**WHAT IS EXPECTED:** Each line of the records below that holds "DateTime" should be returned.

Collected data:
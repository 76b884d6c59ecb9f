//! 编排器层：客户端抽象与实现（Bacalhau HTTP / Scripted）、任务文件、任务模板

pub mod bacalhau;
pub mod job_file;
pub mod mock;
pub mod templates;
pub mod traits;

pub use bacalhau::HttpOrchestrator;
pub use job_file::{fetch_job_file, parse_job_file};
pub use mock::{PollScript, ScriptedOrchestrator};
pub use templates::{JobTemplateBuilder, TemplateInputs};
pub use traits::{Execution, OrchestratorClient};
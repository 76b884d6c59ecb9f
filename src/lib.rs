//! BBB - Bacalhau Bluesky Bot
//!
//! 监听 Bluesky 上对机器人账号的 mention，识别指令，提交 Bacalhau 任务并把结果回复给用户。
//!
//! 模块划分：
//! - **bot**: 通知循环（组件构建、单条 mention 处理、账号轮询）
//! - **command**: Mention 类型与指令识别（CommandRecognizer）
//! - **config**: 应用配置加载（TOML + 环境变量）
//! - **core**: 错误类型、任务池
//! - **dispatch**: 任务提交 / 轮询 / 取消（JobDispatcher）
//! - **integrations**: Bluesky、对象存储、短链客户端
//! - **ledger**: 已回复记录
//! - **orchestrator**: Bacalhau 客户端抽象、任务模板、任务文件
//! - **reply**: 回复文本（ResponseComposer）
//! - **server**: 健康检查与结果页（feature `web`）

pub mod bot;
pub mod command;
pub mod config;
pub mod core;
pub mod dispatch;
pub mod integrations;
pub mod ledger;
pub mod observability;
pub mod orchestrator;
pub mod reply;
#[cfg(feature = "web")]
pub mod server;

pub use command::{Command, CommandKind, CommandRecognizer, Mention};
pub use dispatch::{JobDispatcher, JobOutcome, JobSubmission};
pub use reply::ResponseComposer;
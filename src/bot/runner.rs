//! 单个机器人账号的通知轮询循环
//!
//! 每个账号一个 AccountRunner：登录 → 每隔 poll_interval 拉取通知 → 过滤 → 识别指令
//! → 在任务池中并发处理。轮询本身不会被单条 mention 的处理阻塞。

use std::collections::HashSet;
use std::sync::{Arc, Mutex};
use std::time::Duration;

use async_trait::async_trait;
use chrono::{DateTime, Utc};
use tokio_util::sync::CancellationToken;

use crate::bot::{handle_mention, BotComponents, SocialClient};
use crate::command::{Command, Mention};
use crate::core::BotError;
use crate::integrations::bluesky::{to_mention, BlueskyClient, Notification};

/// 会触发处理的通知类型
const HANDLED_REASONS: [&str; 3] = ["mention", "reply", "quote"];

/// 轮询出错后的最长退避
pub const MAX_BACKOFF: Duration = Duration::from_secs(300);

/// 机器人账号：在 SocialClient 之上增加登录与拉取通知
#[async_trait]
pub trait NotificationSource: SocialClient {
    fn handle(&self) -> &str;

    async fn login(&self) -> Result<(), BotError>;

    async fn list_notifications(&self) -> Result<Vec<Notification>, BotError>;
}

#[async_trait]
impl NotificationSource for BlueskyClient {
    fn handle(&self) -> &str {
        BlueskyClient::handle(self)
    }

    async fn login(&self) -> Result<(), BotError> {
        BlueskyClient::login(self).await.map(|_| ())
    }

    async fn list_notifications(&self) -> Result<Vec<Notification>, BotError> {
        BlueskyClient::list_notifications(self).await
    }
}

pub struct AccountRunner<C> {
    client: Arc<C>,
    components: Arc<BotComponents>,
    /// 早于该时间创建的帖子一律忽略
    start_time: DateTime<Utc>,
    /// 处理中或本进程已回复的 mention；回复失败时移除以便下次重试
    claimed: Arc<Mutex<HashSet<String>>>,
    poll_interval: Duration,
}

impl<C: NotificationSource + 'static> AccountRunner<C> {
    pub fn new(client: Arc<C>, components: Arc<BotComponents>, poll_interval: Duration) -> Self {
        Self {
            client,
            components,
            start_time: Utc::now(),
            claimed: Arc::new(Mutex::new(HashSet::new())),
            poll_interval,
        }
    }

    pub fn handle(&self) -> &str {
        self.client.handle()
    }

    /// 运行直到 shutdown 被取消；已派发的处理任务不受影响
    pub async fn run(self, shutdown: CancellationToken) {
        tracing::info!("Starting notification loop for @{}", self.handle());
        let mut backoff = self.poll_interval;

        loop {
            let wait = self.tick(&mut backoff).await;
            tokio::select! {
                _ = shutdown.cancelled() => break,
                _ = tokio::time::sleep(wait) => {}
            }
        }
        tracing::info!("Notification loop for @{} stopped", self.handle());
    }

    /// 轮询一次并返回下次轮询前的等待时间；出错时退避，400/401 时重新登录
    async fn tick(&self, backoff: &mut Duration) -> Duration {
        match self.poll_once().await {
            Ok(spawned) => {
                if spawned > 0 {
                    tracing::info!("@{}: dispatched {} new mention(s)", self.handle(), spawned);
                }
                *backoff = self.poll_interval;
                self.poll_interval
            }
            Err(e) => {
                tracing::warn!("@{}: polling notifications failed: {}", self.handle(), e);
                if is_auth_failure(&e) {
                    if let Err(e) = self.client.login().await {
                        tracing::error!("@{}: re-login failed: {}", self.handle(), e);
                    }
                }
                *backoff = next_backoff(*backoff);
                *backoff
            }
        }
    }

    /// 拉取一次通知并派发符合条件的 mention，返回派发数量
    pub async fn poll_once(&self) -> Result<usize, BotError> {
        let notifications = self.client.list_notifications().await?;
        if notifications.is_empty() {
            return Ok(0);
        }
        let responded = self.responded().await?;
        let mut spawned = 0;

        for n in &notifications {
            if !is_eligible(n, self.start_time, self.handle()) {
                continue;
            }
            let mention = to_mention(n);
            if responded.contains(&mention.id) {
                continue;
            }
            let command = self.components.recognizer.classify(&mention.text, self.handle());
            if command.is_none() {
                tracing::debug!("Ignoring {}: no command recognized", mention.id);
                continue;
            }
            if !claim(&self.claimed, &mention.id) {
                continue;
            }

            let client = Arc::clone(&self.client);
            let components = Arc::clone(&self.components);
            let claimed = Arc::clone(&self.claimed);
            let label = format!("{} for {}", command.kind, mention.id);
            self.components.pool.spawn(&label, async move {
                if !process(&components, client.as_ref(), &mention, &command).await {
                    release(&claimed, &mention.id);
                }
            });
            spawned += 1;
        }
        Ok(spawned)
    }

    /// 账本快照（每次轮询读一次，放到阻塞线程池）
    async fn responded(&self) -> Result<HashSet<String>, BotError> {
        let ledger = Arc::clone(&self.components.ledger);
        tokio::task::spawn_blocking(move || ledger.snapshot())
            .await
            .map_err(|e| BotError::Ledger(std::io::Error::other(e)))?
    }
}

/// 处理一条 mention，回复并记账成功时返回 true
async fn process(components: &BotComponents, social: &dyn SocialClient, mention: &Mention, command: &Command) -> bool {
    match handle_mention(components, social, mention, command).await {
        Ok(_) => true,
        Err(e) => {
            tracing::error!("Failed to answer {}: {}", mention.id, e);
            false
        }
    }
}

/// 连续出错时等待翻倍，上限 MAX_BACKOFF
fn next_backoff(current: Duration) -> Duration {
    (current * 2).min(MAX_BACKOFF)
}

/// 是否需要处理该通知（不含去重）
///
/// - 类型为 mention / reply / quote
/// - 作者不是机器人自己
/// - 创建时间晚于启动时间
/// - reply 通知必须在正文中显式 @ 机器人
pub fn is_eligible(n: &Notification, start_time: DateTime<Utc>, own_handle: &str) -> bool {
    if !HANDLED_REASONS.contains(&n.reason.as_str()) {
        return false;
    }
    if n.author.handle.eq_ignore_ascii_case(own_handle) {
        return false;
    }
    let created = DateTime::parse_from_rfc3339(&n.record.created_at)
        .ok()
        .map(|t| t.with_timezone(&Utc));
    if !created.is_some_and(|t| t > start_time) {
        return false;
    }
    if n.reason == "reply" {
        let tag = format!("@{}", own_handle.to_lowercase());
        return n.record.text.to_lowercase().contains(&tag);
    }
    true
}

fn is_auth_failure(e: &BotError) -> bool {
    matches!(e, BotError::Status { status: 400 | 401, .. } | BotError::Auth(_))
}

/// 标记为已认领；已被认领时返回 false
fn claim(claimed: &Mutex<HashSet<String>>, id: &str) -> bool {
    claimed
        .lock()
        .unwrap_or_else(|p| p.into_inner())
        .insert(id.to_string())
}

fn release(claimed: &Mutex<HashSet<String>>, id: &str) {
    claimed
        .lock()
        .unwrap_or_else(|p| p.into_inner())
        .remove(id);
}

**OUTPUT FOR THIS TASK:**
use chrono::{DateTime, Utc};
    start_time: DateTime<Utc>,
pub fn is_eligible(n: &Notification, start_time: DateTime<Utc>, own_handle: &str) -> bool {
    let created = DateTime::parse_from_rfc3339(&n.record.created_at)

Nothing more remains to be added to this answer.